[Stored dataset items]
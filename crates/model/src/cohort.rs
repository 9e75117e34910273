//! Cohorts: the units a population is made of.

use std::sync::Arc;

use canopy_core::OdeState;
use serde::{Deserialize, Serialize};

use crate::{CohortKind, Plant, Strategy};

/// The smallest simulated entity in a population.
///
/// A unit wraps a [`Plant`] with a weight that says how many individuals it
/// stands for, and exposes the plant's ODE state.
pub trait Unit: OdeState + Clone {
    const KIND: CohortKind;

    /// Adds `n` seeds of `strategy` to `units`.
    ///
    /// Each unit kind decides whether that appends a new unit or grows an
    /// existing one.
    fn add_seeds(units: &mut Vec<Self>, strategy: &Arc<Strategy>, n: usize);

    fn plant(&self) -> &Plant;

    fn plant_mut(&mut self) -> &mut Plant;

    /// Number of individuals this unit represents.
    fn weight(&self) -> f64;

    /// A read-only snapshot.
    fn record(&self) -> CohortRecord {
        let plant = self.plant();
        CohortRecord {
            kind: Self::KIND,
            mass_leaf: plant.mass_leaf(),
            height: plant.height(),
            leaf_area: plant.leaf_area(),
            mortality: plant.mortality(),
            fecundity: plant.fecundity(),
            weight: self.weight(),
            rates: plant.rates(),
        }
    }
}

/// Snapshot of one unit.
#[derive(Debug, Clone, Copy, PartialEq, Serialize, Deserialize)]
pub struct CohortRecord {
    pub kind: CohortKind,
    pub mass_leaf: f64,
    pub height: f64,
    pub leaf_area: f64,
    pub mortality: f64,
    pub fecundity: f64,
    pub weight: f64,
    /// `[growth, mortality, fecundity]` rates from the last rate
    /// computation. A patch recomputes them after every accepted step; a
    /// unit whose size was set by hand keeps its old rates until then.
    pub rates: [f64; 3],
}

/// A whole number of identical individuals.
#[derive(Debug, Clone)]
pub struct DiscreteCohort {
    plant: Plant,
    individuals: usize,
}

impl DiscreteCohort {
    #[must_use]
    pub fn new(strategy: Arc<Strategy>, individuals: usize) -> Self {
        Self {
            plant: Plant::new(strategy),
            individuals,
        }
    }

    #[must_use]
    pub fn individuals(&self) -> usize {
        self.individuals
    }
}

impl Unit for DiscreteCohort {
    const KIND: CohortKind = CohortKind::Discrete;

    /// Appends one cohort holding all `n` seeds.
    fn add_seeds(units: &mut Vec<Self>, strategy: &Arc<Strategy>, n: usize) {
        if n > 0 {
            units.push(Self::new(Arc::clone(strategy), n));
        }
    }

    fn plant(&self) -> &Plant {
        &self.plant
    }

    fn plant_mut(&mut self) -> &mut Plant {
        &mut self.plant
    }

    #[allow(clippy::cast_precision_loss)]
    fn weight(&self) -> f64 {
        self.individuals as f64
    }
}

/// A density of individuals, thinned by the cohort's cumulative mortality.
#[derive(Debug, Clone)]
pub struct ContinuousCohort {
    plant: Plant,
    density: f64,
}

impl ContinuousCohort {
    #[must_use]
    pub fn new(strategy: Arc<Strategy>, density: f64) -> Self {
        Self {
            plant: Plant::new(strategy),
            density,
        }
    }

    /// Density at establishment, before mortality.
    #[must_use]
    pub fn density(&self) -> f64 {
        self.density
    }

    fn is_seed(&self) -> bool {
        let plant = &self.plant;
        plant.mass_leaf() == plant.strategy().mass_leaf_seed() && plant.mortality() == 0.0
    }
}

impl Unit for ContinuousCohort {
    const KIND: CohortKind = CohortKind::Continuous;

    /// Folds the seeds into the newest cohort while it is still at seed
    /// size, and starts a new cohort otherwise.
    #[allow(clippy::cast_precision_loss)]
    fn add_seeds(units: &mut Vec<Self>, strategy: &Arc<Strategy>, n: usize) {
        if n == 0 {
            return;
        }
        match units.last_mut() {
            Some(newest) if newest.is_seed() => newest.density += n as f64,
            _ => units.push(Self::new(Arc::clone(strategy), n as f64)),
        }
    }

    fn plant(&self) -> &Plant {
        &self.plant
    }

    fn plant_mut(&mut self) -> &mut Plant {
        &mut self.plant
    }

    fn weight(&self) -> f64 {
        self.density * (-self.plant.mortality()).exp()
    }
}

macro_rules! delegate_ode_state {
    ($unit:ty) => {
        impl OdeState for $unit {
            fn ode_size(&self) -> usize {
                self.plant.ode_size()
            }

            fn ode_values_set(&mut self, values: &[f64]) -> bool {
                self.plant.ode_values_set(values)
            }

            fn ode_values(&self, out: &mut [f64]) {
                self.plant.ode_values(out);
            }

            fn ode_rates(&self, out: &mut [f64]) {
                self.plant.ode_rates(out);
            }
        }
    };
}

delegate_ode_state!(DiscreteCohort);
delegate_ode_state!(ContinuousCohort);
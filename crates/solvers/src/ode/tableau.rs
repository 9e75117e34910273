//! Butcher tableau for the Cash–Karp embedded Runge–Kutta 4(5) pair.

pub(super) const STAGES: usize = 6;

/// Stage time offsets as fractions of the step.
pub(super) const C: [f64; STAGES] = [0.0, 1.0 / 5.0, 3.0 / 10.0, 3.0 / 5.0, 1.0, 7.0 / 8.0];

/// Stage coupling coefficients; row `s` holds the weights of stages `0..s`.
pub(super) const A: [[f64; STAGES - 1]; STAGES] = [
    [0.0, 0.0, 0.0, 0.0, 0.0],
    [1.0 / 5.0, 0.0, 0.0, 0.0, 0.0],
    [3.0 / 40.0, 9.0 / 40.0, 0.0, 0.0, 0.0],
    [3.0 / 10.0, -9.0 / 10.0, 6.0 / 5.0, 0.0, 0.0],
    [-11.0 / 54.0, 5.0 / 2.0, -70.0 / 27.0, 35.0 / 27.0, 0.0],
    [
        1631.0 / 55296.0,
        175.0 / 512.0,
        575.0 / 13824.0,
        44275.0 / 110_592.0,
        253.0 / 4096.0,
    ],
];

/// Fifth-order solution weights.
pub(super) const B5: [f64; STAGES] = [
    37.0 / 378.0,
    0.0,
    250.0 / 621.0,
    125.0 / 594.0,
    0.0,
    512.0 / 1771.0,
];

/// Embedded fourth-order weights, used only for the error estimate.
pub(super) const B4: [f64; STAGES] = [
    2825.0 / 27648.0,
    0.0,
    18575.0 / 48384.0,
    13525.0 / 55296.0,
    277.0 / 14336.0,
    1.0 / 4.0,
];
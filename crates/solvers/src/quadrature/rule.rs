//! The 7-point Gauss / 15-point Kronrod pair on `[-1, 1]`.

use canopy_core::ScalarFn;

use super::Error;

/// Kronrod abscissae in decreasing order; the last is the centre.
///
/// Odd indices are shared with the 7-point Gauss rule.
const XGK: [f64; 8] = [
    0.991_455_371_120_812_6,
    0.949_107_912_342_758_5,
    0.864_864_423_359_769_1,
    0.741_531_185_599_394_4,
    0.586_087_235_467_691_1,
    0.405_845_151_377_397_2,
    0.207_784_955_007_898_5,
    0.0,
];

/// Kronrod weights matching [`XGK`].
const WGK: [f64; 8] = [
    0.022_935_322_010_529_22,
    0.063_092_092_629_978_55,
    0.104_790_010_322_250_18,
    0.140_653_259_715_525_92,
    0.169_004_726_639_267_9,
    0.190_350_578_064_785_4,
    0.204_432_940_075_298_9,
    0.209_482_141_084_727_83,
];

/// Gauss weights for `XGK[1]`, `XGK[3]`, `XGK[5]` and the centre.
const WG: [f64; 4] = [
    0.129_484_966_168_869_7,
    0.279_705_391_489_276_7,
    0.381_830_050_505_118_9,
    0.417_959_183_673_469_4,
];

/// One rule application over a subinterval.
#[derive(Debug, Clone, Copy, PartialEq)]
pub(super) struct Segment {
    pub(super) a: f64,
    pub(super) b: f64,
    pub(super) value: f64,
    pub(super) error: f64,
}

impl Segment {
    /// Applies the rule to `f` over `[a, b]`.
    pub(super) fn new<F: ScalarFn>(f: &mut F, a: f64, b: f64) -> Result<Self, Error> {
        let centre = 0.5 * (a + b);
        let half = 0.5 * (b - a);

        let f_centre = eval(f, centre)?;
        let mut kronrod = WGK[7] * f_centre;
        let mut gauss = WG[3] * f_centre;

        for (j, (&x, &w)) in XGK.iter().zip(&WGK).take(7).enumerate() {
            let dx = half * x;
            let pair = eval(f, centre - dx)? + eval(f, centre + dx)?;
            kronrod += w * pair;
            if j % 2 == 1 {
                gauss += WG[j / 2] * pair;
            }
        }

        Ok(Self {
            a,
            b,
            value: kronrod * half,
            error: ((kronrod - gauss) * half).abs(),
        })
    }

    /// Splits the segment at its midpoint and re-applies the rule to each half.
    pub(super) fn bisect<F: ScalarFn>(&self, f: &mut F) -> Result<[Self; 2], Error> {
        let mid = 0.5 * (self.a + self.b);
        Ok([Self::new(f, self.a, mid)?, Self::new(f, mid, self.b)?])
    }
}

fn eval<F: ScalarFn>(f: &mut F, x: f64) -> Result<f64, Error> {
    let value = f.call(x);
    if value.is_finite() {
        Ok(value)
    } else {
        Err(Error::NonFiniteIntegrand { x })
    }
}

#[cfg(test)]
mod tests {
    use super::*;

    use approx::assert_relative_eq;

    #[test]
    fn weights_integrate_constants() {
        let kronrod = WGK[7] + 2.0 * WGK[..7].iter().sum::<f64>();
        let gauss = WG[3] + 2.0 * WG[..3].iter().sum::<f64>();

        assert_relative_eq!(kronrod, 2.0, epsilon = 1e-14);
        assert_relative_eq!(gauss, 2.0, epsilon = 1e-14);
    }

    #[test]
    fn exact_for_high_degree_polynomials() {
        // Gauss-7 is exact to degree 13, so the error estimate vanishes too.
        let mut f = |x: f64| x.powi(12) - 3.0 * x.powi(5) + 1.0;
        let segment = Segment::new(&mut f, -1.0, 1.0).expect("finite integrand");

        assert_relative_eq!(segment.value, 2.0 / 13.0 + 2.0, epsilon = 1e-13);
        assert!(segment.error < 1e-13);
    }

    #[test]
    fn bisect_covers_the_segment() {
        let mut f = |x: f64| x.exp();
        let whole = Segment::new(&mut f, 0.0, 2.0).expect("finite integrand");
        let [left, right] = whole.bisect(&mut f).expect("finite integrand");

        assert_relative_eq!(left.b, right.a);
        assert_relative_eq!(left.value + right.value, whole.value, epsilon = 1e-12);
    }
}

TASK OBJECTIVE: Quote the data above verbatim from its first line to the line that includes "strategy: &Arc<Strategy>, n: usize);", with both boundary lines retained.

YOUR RESPONSE:
filename crates/model/src/cohort.rs
repository 9e75117e34910273
//! Cohorts: the units a population is made of.

use std::sync::Arc;

use canopy_core::OdeState;
use serde::{Deserialize, Serialize};

use crate::{CohortKind, Plant, Strategy};

/// The smallest simulated entity in a population.
///
/// A unit wraps a [`Plant`] with a weight that says how many individuals it
/// stands for, and exposes the plant's ODE state.
pub trait Unit: OdeState + Clone {
    const KIND: CohortKind;

    /// Adds `n` seeds of `strategy` to `units`.
    ///
    /// Each unit kind decides whether that appends a new unit or grows an
    /// existing one.
    fn add_seeds(units: &mut Vec<Self>, strategy: &Arc<Strategy>, n: usize);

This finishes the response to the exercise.